- [Aim of the task] All lines from the entries below that contain the string "when" should be copied out.

=-=-=

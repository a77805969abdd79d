//! Best-effort matching of addresses against rule expressions.
//!
//! Extracts the literal operands that Cloud Armor expressions compare
//! `origin.ip` against, without evaluating the expression itself. Everything
//! here fails soft: malformed literals or inputs mean "no match".

use crate::models::{parse_ipv4, Cidr, CloudArmorPolicy, CloudArmorRule, FirewallRule};
use itertools::Itertools;

/// Field the expression language uses for the client address.
const ORIGIN_IP: &str = "origin.ip";

/// Functions taking `(origin.ip, "<range>")`.
const IP_RANGE_FUNCTIONS: [&str; 1] = ["inIpRange"];

#[derive(Debug, Clone, PartialEq)]
enum Token {
    Ident(String),
    Str(String),
    LParen,
    Comma,
    EqEq,
    Other,
}

/// Split an expression into the tokens the extractor cares about.
///
/// Identifiers keep their dots (`origin.ip` is one token). Strings may use
/// single or double quotes with backslash escapes; an unterminated string is
/// dropped.
fn tokenize(expr: &str) -> Vec<Token> {
    let chars: Vec<char> = expr.chars().collect();
    let mut tokens = Vec::new();
    let mut i = 0;

    while i < chars.len() {
        let c = chars[i];
        match c {
            c if c.is_whitespace() => i += 1,
            '\'' | '"' => {
                let quote = c;
                let mut literal = String::new();
                let mut j = i + 1;
                let mut closed = false;
                while j < chars.len() {
                    match chars[j] {
                        '\\' if j + 1 < chars.len() => {
                            literal.push(chars[j + 1]);
                            j += 2;
                        }
                        ch if ch == quote => {
                            closed = true;
                            j += 1;
                            break;
                        }
                        ch => {
                            literal.push(ch);
                            j += 1;
                        }
                    }
                }
                if closed {
                    tokens.push(Token::Str(literal));
                }
                i = j;
            }
            c if c.is_alphanumeric() || c == '_' => {
                let start = i;
                while i < chars.len() && (chars[i].is_alphanumeric() || chars[i] == '_' || chars[i] == '.') {
                    i += 1;
                }
                tokens.push(Token::Ident(chars[start..i].iter().collect()));
            }
            '(' => {
                tokens.push(Token::LParen);
                i += 1;
            }
            ',' => {
                tokens.push(Token::Comma);
                i += 1;
            }
            '=' if chars.get(i + 1) == Some(&'=') => {
                tokens.push(Token::EqEq);
                i += 2;
            }
            '!' | '<' | '>' | '=' if chars.get(i + 1) == Some(&'=') => {
                tokens.push(Token::Other);
                i += 2;
            }
            _ => {
                tokens.push(Token::Other);
                i += 1;
            }
        }
    }

    tokens
}

fn is_origin_ip(token: Option<&Token>) -> bool {
    matches!(token, Some(Token::Ident(name)) if name == ORIGIN_IP)
}

/// Pull out the IP/CIDR literals compared against `origin.ip`.
///
/// Recognizes `inIpRange(origin.ip, "<range>")` and `origin.ip == "<ip>"`.
/// Literals come back in order of appearance with duplicates kept.
///
/// # Examples
/// ```
/// use gcp_network_planner::processing::extract_ip_literals;
/// let expr = r#"inIpRange(origin.ip, "1.2.3.0/24") && origin.ip == "5.6.7.8""#;
/// assert_eq!(extract_ip_literals(expr), ["1.2.3.0/24", "5.6.7.8"]);
/// ```
pub fn extract_ip_literals(expr: &str) -> Vec<String> {
    let tokens = tokenize(expr);
    let mut literals = Vec::new();

    for (i, token) in tokens.iter().enumerate() {
        match token {
            Token::Ident(name) if IP_RANGE_FUNCTIONS.contains(&name.as_str()) => {
                if let (Some(Token::LParen), true, Some(Token::Comma), Some(Token::Str(lit))) = (
                    tokens.get(i + 1),
                    is_origin_ip(tokens.get(i + 2)),
                    tokens.get(i + 3),
                    tokens.get(i + 4),
                ) {
                    literals.push(lit.clone());
                }
            }
            Token::Ident(name) if name == ORIGIN_IP => {
                if let (Some(Token::EqEq), Some(Token::Str(lit))) = (tokens.get(i + 1), tokens.get(i + 2)) {
                    literals.push(lit.clone());
                }
            }
            _ => {}
        }
    }

    log::trace!("extract_ip_literals({expr}) = {literals:?}");
    literals
}

/// Decide whether `input` matches an expression for simulation.
///
/// True when `input` appears case-insensitively in the expression text, or
/// when an extracted CIDR literal contains it, or an extracted plain literal
/// equals it exactly.
pub fn matches_input(expr: &str, input: &str) -> bool {
    if expr.to_lowercase().contains(&input.to_lowercase()) {
        return true;
    }

    let address = parse_ipv4(input.trim()).ok();
    extract_ip_literals(expr).iter().any(|literal| {
        if literal.contains('/') {
            match (Cidr::parse(literal.trim()), address) {
                (Ok(cidr), Some(ip)) => cidr.contains(ip),
                (Err(e), _) => {
                    log::debug!("Skipping literal '{literal}': {e}");
                    false
                }
                _ => false,
            }
        } else {
            literal.trim() == input.trim()
        }
    })
}

/// Find the Cloud Armor rule that would handle `input`.
///
/// Rules are tried in ascending priority. A rule without an expression only
/// matches when it is the default rule.
pub fn simulate_policy<'a>(policy: &'a CloudArmorPolicy, input: &str) -> Option<&'a CloudArmorRule> {
    policy
        .rules
        .iter()
        .sorted_by_key(|r| r.priority)
        .find(|rule| match &rule.match_expression {
            Some(expr) => matches_input(expr, input),
            None => rule.is_default(),
        })
}

/// Enabled firewall rules whose source ranges contain `ip`, by priority.
pub fn matching_firewall_rules<'a>(rules: &'a [FirewallRule], ip: &str) -> Vec<&'a FirewallRule> {
    let Ok(address) = parse_ipv4(ip.trim()) else {
        return Vec::new();
    };

    rules
        .iter()
        .filter(|rule| !rule.disabled)
        .filter(|rule| {
            rule.source_ranges.iter().any(|range| {
                let range = range.trim();
                let range = if range.contains('/') {
                    Cidr::parse(range)
                } else {
                    parse_ipv4(range).and_then(|a| Cidr::new(a, 32))
                };
                match range {
                    Ok(cidr) => cidr.contains(address),
                    Err(e) => {
                        log::debug!("Skipping source range in rule '{}': {e}", rule.name);
                        false
                    }
                }
            })
        })
        .sorted_by_key(|rule| rule.priority)
        .collect()
}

=-=-=

- [Response below]
/// True when `input` appears case-insensitively in the expression text, or
/// when an extracted CIDR literal contains it, or an extracted plain literal
/// matches when it is the default rule.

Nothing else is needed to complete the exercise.